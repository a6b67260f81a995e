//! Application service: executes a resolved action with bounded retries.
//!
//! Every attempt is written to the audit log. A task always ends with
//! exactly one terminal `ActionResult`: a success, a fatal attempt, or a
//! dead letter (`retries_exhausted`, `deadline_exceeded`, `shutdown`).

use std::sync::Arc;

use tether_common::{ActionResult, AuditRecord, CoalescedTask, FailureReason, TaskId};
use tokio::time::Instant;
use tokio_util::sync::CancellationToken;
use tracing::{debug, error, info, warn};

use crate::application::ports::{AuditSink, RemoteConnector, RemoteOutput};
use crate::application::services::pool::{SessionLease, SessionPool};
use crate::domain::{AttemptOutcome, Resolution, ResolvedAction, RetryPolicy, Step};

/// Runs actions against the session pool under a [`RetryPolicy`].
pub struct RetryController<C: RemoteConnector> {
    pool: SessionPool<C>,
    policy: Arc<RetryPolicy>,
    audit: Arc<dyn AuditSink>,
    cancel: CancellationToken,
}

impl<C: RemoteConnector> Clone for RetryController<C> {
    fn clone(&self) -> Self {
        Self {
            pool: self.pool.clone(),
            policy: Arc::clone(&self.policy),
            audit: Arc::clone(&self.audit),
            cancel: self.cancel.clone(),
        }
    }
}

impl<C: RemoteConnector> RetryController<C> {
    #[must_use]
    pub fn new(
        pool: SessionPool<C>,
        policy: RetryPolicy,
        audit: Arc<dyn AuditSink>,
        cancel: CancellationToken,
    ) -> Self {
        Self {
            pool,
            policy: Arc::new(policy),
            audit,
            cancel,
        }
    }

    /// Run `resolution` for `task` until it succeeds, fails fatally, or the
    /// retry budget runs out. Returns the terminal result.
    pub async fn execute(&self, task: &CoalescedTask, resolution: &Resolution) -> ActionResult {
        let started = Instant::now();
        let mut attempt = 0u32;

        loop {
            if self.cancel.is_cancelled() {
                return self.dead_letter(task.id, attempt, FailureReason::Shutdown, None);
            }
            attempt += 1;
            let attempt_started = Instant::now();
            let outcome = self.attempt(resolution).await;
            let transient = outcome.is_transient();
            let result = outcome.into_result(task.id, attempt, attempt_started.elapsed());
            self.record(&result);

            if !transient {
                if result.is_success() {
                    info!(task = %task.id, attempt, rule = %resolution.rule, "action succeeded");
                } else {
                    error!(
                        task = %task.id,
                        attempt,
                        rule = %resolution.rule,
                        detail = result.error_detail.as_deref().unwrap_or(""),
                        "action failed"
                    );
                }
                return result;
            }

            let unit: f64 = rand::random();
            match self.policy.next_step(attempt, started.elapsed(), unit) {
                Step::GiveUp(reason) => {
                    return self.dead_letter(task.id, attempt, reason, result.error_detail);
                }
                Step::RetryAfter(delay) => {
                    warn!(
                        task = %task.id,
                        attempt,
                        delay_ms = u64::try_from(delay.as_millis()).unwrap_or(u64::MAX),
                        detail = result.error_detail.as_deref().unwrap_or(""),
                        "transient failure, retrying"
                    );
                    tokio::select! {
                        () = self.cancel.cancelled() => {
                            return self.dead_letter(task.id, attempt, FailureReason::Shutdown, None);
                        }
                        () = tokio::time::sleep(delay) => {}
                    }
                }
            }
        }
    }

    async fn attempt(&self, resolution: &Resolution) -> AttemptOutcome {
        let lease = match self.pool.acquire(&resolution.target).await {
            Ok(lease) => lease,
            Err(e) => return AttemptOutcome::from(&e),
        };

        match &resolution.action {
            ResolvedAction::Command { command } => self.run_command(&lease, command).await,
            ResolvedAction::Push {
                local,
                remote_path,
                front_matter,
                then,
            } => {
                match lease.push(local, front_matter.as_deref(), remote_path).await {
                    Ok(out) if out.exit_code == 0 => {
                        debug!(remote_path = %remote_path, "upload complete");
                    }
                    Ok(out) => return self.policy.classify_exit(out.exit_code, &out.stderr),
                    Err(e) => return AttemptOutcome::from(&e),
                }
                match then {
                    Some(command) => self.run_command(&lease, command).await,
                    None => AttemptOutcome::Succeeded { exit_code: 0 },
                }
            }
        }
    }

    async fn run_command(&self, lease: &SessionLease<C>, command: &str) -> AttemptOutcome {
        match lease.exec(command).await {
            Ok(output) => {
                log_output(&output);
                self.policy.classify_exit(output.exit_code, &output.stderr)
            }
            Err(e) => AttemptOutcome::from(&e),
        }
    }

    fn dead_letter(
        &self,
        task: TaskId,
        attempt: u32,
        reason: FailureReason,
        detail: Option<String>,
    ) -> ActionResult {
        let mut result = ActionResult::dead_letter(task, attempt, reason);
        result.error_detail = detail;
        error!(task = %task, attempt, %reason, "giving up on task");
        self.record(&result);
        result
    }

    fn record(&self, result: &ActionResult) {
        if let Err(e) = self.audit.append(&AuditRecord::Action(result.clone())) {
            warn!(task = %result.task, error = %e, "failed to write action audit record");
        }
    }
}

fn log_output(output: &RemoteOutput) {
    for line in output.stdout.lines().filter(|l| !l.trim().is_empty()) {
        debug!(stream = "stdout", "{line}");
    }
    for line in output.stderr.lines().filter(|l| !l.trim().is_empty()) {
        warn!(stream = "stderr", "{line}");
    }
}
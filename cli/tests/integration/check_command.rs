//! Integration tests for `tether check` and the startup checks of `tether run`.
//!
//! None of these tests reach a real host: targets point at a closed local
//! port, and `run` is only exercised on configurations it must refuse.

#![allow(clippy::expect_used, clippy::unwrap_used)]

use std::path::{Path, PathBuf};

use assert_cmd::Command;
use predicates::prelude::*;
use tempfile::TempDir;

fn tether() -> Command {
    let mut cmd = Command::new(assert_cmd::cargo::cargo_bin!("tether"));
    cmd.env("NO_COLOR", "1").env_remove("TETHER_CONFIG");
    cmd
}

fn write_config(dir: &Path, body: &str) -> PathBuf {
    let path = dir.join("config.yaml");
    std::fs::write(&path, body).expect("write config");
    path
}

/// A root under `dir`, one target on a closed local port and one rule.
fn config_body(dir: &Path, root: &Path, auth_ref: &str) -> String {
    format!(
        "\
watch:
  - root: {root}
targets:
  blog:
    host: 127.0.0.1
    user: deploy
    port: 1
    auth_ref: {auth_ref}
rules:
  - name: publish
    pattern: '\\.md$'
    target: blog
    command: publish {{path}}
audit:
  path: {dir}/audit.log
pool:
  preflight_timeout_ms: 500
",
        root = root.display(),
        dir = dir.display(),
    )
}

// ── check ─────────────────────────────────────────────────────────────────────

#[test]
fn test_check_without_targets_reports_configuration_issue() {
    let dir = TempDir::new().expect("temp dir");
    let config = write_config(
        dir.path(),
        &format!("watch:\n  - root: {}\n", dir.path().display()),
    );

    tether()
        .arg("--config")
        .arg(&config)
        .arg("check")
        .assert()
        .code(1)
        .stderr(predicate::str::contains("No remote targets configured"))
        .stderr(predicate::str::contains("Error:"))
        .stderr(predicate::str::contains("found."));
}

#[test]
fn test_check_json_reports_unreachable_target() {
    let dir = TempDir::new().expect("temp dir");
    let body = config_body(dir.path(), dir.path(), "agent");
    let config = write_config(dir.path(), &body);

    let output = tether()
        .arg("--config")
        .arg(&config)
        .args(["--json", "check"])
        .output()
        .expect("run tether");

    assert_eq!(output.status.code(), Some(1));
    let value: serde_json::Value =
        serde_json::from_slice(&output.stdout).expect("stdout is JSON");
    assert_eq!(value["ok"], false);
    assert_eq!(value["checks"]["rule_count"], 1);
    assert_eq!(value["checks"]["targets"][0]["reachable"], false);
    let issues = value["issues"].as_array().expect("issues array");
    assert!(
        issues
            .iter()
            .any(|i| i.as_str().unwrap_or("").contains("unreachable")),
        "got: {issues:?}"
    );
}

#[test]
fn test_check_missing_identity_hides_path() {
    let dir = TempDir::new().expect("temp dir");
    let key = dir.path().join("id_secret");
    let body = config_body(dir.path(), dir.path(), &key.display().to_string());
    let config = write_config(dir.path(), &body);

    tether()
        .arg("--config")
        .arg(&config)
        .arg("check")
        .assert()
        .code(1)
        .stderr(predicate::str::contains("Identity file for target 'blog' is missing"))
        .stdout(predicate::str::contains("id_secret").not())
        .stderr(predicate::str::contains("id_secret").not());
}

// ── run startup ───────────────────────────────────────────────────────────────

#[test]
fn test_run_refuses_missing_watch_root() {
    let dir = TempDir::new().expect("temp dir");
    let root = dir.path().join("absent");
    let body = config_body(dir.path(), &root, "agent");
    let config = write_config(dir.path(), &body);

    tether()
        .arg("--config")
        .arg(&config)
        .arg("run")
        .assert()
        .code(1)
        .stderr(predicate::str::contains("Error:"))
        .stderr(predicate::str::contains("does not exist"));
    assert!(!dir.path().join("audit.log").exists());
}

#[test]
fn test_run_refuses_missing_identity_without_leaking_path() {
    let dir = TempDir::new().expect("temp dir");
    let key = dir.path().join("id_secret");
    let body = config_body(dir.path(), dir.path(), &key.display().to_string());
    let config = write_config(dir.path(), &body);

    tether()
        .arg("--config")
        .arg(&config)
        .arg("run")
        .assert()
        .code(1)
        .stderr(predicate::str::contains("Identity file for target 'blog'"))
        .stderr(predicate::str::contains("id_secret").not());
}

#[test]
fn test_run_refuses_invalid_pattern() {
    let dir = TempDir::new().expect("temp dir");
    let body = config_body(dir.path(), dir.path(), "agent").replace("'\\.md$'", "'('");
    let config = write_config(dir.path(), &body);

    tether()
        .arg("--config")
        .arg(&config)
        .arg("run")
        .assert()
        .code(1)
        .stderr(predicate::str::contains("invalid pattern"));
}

* [Directions for this task]
Show every line of the listing in which the string "RetryPolicy" can be found.

* [Your response]
use crate::domain::{AttemptOutcome, Resolution, ResolvedAction, RetryPolicy, Step};
/// Runs actions against the session pool under a [`RetryPolicy`].
    policy: Arc<RetryPolicy>,
        policy: RetryPolicy,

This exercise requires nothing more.